┌──
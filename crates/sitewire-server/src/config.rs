// File: src/config.rs
// Purpose: Configuration parsing from sitewire.toml

use anyhow::{Context, Result};
use serde::{Deserialize, Serialize};
use std::fs;
use std::path::Path;

/// Application configuration
#[derive(Debug, Clone, Serialize, Deserialize, Default)]
pub struct Config {
    #[serde(default)]
    pub server: ServerConfig,

    #[serde(default)]
    pub site: SiteSection,
}

/// Server configuration
#[derive(Debug, Clone, Serialize, Deserialize)]
pub struct ServerConfig {
    #[serde(default = "default_port")]
    pub port: u16,

    #[serde(default = "default_host")]
    pub host: String,
}

/// Site tree configuration
#[derive(Debug, Clone, Serialize, Deserialize)]
pub struct SiteSection {
    /// Directory containing route declarations (default: "site")
    #[serde(default = "default_root")]
    pub root: String,
}

// Default values
fn default_port() -> u16 {
    3000
}

fn default_host() -> String {
    "127.0.0.1".to_string()
}

fn default_root() -> String {
    "site".to_string()
}

impl Default for ServerConfig {
    fn default() -> Self {
        Self {
            port: default_port(),
            host: default_host(),
        }
    }
}

impl Default for SiteSection {
    fn default() -> Self {
        Self {
            root: default_root(),
        }
    }
}

impl Config {
    /// Load configuration from a TOML file
    pub fn load(path: impl AsRef<Path>) -> Result<Self> {
        let path = path.as_ref();

        // If file doesn't exist or is empty, return default config
        if !path.exists() {
            return Ok(Self::default());
        }

        let content = fs::read_to_string(path)
            .with_context(|| format!("Failed to read config file: {:?}", path))?;

        if content.trim().is_empty() {
            return Ok(Self::default());
        }

        let config: Config = toml::from_str(&content)
            .with_context(|| format!("Failed to parse config file: {:?}", path))?;

        Ok(config)
    }

    /// Load configuration from default path (./sitewire.toml)
    pub fn load_default() -> Result<Self> {
        Self::load("sitewire.toml")
    }
}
└──
What the task asks: The listing must be repeated in full, with nothing altered.

The answer:
filename crates/sitewire-server/src/config.rs
// File: src/config.rs
// Purpose: Configuration parsing from sitewire.toml

use anyhow::{Context, Result};
use serde::{Deserialize, Serialize};
use std::fs;
use std::path::Path;

/// Application configuration
#[derive(Debug, Clone, Serialize, Deserialize, Default)]
pub struct Config {
    #[serde(default)]
    pub server: ServerConfig,

    #[serde(default)]
    pub site: SiteSection,
}

/// Server configuration
#[derive(Debug, Clone, Serialize, Deserialize)]
pub struct ServerConfig {
    #[serde(default = "default_port")]
    pub port: u16,

    #[serde(default = "default_host")]
    pub host: String,
}

/// Site tree configuration
#[derive(Debug, Clone, Serialize, Deserialize)]
pub struct SiteSection {
    /// Directory containing route declarations (default: "site")
    #[serde(default = "default_root")]
    pub root: String,
}

// Default values
fn default_port() -> u16 {
    3000
}

fn default_host() -> String {
    "127.0.0.1".to_string()
}

fn default_root() -> String {
    "site".to_string()
}

impl Default for ServerConfig {
    fn default() -> Self {
        Self {
            port: default_port(),
            host: default_host(),
        }
    }
}

impl Default for SiteSection {
    fn default() -> Self {
        Self {
            root: default_root(),
        }
    }
}

impl Config {
    /// Load configuration from a TOML file
    pub fn load(path: impl AsRef<Path>) -> Result<Self> {
        let path = path.as_ref();

        // If file doesn't exist or is empty, return default config
        if !path.exists() {
            return Ok(Self::default());
        }

        let content = fs::read_to_string(path)
            .with_context(|| format!("Failed to read config file: {:?}", path))?;

        if content.trim().is_empty() {
            return Ok(Self::default());
        }

        let config: Config = toml::from_str(&content)
            .with_context(|| format!("Failed to parse config file: {:?}", path))?;

        Ok(config)
    }

    /// Load configuration from default path (./sitewire.toml)
    pub fn load_default() -> Result<Self> {
        Self::load("sitewire.toml")
    }
}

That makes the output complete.